Crucially, it turns out later in the book that some humans manage to survive down on the surface. A group of ‘preppers’ in Alaska repurpose an old mine and take shelter underground for the several centuries it takes for the asteroid bombardment to abate. And a cohort of military personnel take a nuclear submarine to the bottom of the ocean and wait out the storm down there. It is a suffocating thought… but Stephenson’s point is that humanity will do what it takes to survive, whether buried in a mine shaft, submerged in a submarine or squeezed into a space ship.

And more: the peculiar circumstances of each group’s isolation gives rise to new cultural practices. The spacefarers language develops into an English-Russian hybrid as used by astronauts, while the mineshaft dwellers develop their own kind of Griot, young women chosen to memorise a bunch of encyclopaedia entries as a way of preserving the old knowledge.
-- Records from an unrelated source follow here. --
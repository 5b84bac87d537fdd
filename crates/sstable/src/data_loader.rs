use std::path::Path;

use recordio::RandomAccessReader;

use crate::error::Result;
use crate::proto::IndexEntry;

/// Resolves an index entry into the value bytes it points at.
///
/// The default is [`RecordioDataLoader`], a direct `read_at` on the
/// table's recordio data file; the seam exists so readers with unusual
/// data placement (or tests) can substitute their own resolution.
pub trait DataLoader: Send + Sync {
    fn load(&self, entry: &IndexEntry) -> Result<Vec<u8>>;
}

/// The usual case: values live in the `data` recordio file at
/// `entry.value_offset`.
pub struct RecordioDataLoader {
    reader: RandomAccessReader,
}

impl RecordioDataLoader {
    pub fn open<P: AsRef<Path>>(path: P) -> Result<Self> {
        Ok(Self {
            reader: RandomAccessReader::open(path)?,
        })
    }
}

impl DataLoader for RecordioDataLoader {
    fn load(&self, entry: &IndexEntry) -> Result<Vec<u8>> {
        Ok(self.reader.read_at(entry.value_offset)?)
    }
}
I wonder what words, phrases and customs might enter our cultural lexicon as a result of COVID-19?

The Fifth Season by N K Jemisin
The Fifth Season by N K Jemisin

The premise of NK Jemisin’s The Fifth Season (the first book in her Broken Earth trilogy, each of which won a Hugo Award in successive years) is that the world ‘ends’ on a semi-regular basis. Whether it’s a cloud of volcanic ash that blots out the sky, or some kind of plague, the planet on which the story takes place (is it our Earth, or somewhere else?) is so hostile to its inhabitants that the entire culture is orientated towards surviving the inevitable ‘fifth season’ that can come at any time.

Villages and towns all have grain stores and walls and other infrastructure designed to help in a lock-down. And in place of religious texts, the inhabitants of ‘the Stillness’ revere a set of stone tablets, onto which ancient peoples carved memorable survival tips. It’s made me think about how, even during this very temporary and (relative to the fiction) mild crisis, a sort of folklore is emerging to help people get through it: songs to help you wash your hands, for example.
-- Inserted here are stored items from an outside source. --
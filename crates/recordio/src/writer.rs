use byteorder::{LittleEndian, WriteBytesExt};
use crc32fast::Hasher as Crc32;
use std::fs::{File, OpenOptions};
use std::io::{self, Seek, SeekFrom, Write};
use std::path::Path;

use crate::{
    write_uvarint, Compression, Error, Result, FILE_HEADER_BYTES, FILE_MAGIC, FILE_VERSION,
    RECORD_MAGIC,
};

/// Appending recordio writer.
///
/// Every [`append`](FileWriter::append) frames one payload and returns the
/// record's starting offset, which is the random-access handle a
/// [`RandomAccessReader`](crate::RandomAccessReader) consumes later.
/// Writes go through a [`std::io::BufWriter`] sized by the caller;
/// [`close`](FileWriter::close) flushes and fsyncs.
pub struct FileWriter {
    file: io::BufWriter<File>,
    compression: Compression,
    /// Total bytes written so far, header included. Tracked here because the
    /// buffered file position lags behind.
    size: u64,
    /// Reusable frame-header scratch buffer.
    scratch: Vec<u8>,
}

impl FileWriter {
    /// Creates (truncating) the file at `path` and writes the file header.
    pub fn open<P: AsRef<Path>>(
        path: P,
        compression: Compression,
        write_buffer_size: usize,
    ) -> Result<Self> {
        compression.ensure_supported()?;
        let file = OpenOptions::new()
            .create(true)
            .write(true)
            .truncate(true)
            .open(path)?;
        let mut file = io::BufWriter::with_capacity(write_buffer_size.max(64), file);

        file.write_all(&FILE_MAGIC)?;
        file.write_u8(FILE_VERSION)?;
        file.write_u8(compression.code())?;

        Ok(Self {
            file,
            compression,
            size: FILE_HEADER_BYTES,
            scratch: Vec::with_capacity(32),
        })
    }

    /// Appends one record and returns its starting byte offset.
    pub fn append(&mut self, payload: &[u8]) -> Result<u64> {
        let offset = self.size;

        let compressed;
        let stored: &[u8] = match self.compression {
            Compression::None => payload,
            Compression::Snappy => {
                compressed = snap::raw::Encoder::new()
                    .compress_vec(payload)
                    .map_err(|e| {
                        Error::Io(io::Error::new(io::ErrorKind::InvalidData, e.to_string()))
                    })?;
                &compressed
            }
            // rejected in open()
            other => return Err(Error::UnsupportedFormat(format!("compression {other:?}"))),
        };

        let mut hasher = Crc32::new();
        hasher.update(stored);
        let crc = hasher.finalize();

        self.scratch.clear();
        self.scratch.push(RECORD_MAGIC);
        write_uvarint(&mut self.scratch, payload.len() as u64);
        write_uvarint(&mut self.scratch, stored.len() as u64);
        self.scratch.write_u32::<LittleEndian>(crc)?;

        self.file.write_all(&self.scratch)?;
        self.file.write_all(stored)?;
        self.size += self.scratch.len() as u64 + stored.len() as u64;

        Ok(offset)
    }

    /// Truncates the file back to `offset`, discarding everything appended
    /// after it. The SSTable writer uses this to roll back a data-side
    /// append whose matching index append failed.
    pub fn seek(&mut self, offset: u64) -> Result<()> {
        if offset > self.size {
            return Err(Error::Io(io::Error::new(
                io::ErrorKind::InvalidInput,
                format!("cannot seek past end ({offset} > {})", self.size),
            )));
        }
        self.file.flush()?;
        let f = self.file.get_mut();
        f.set_len(offset)?;
        f.seek(SeekFrom::Start(offset))?;
        self.size = offset;
        Ok(())
    }

    /// Total bytes written so far, header included.
    #[must_use]
    pub fn size(&self) -> u64 {
        self.size
    }

    /// Flushes buffered bytes, fsyncs, and returns the final file size.
    pub fn close(mut self) -> Result<u64> {
        self.file.flush()?;
        self.file.get_ref().sync_all()?;
        Ok(self.size)
    }
}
The Bone Clocks by David Mitchell

The final book I have been thinking of is The Bone Clocks by David Mitchell. Its a story of two different kinds of immortal fighting each other over decades, and is emphatically not set in a lock-down or any kind of apocalypse.

However, it’s final sequence – an extended denouement after the Big Baddie has been defeated – takes place in the near future, where a global crisis has caused government power to retreat. The main character finds herself caring for two children in a hamlet in Ireland, as food becomes scarce and marauding gangs edge closer. It is a foreboding piece of writing, one that perfectly conveys the fragility of civilisation and the paper-thin conceptual boundaries that keep barbarism at bay.

When I hear news of hospitals running out of essential equipment, or of doctors Jerry-rigging ventilators to serve nine patients instead of one; when I see chaotic scenes filmed at supermarkets as people scramble for toilet paper, I think of Mitchell’s final chapter, and shudder.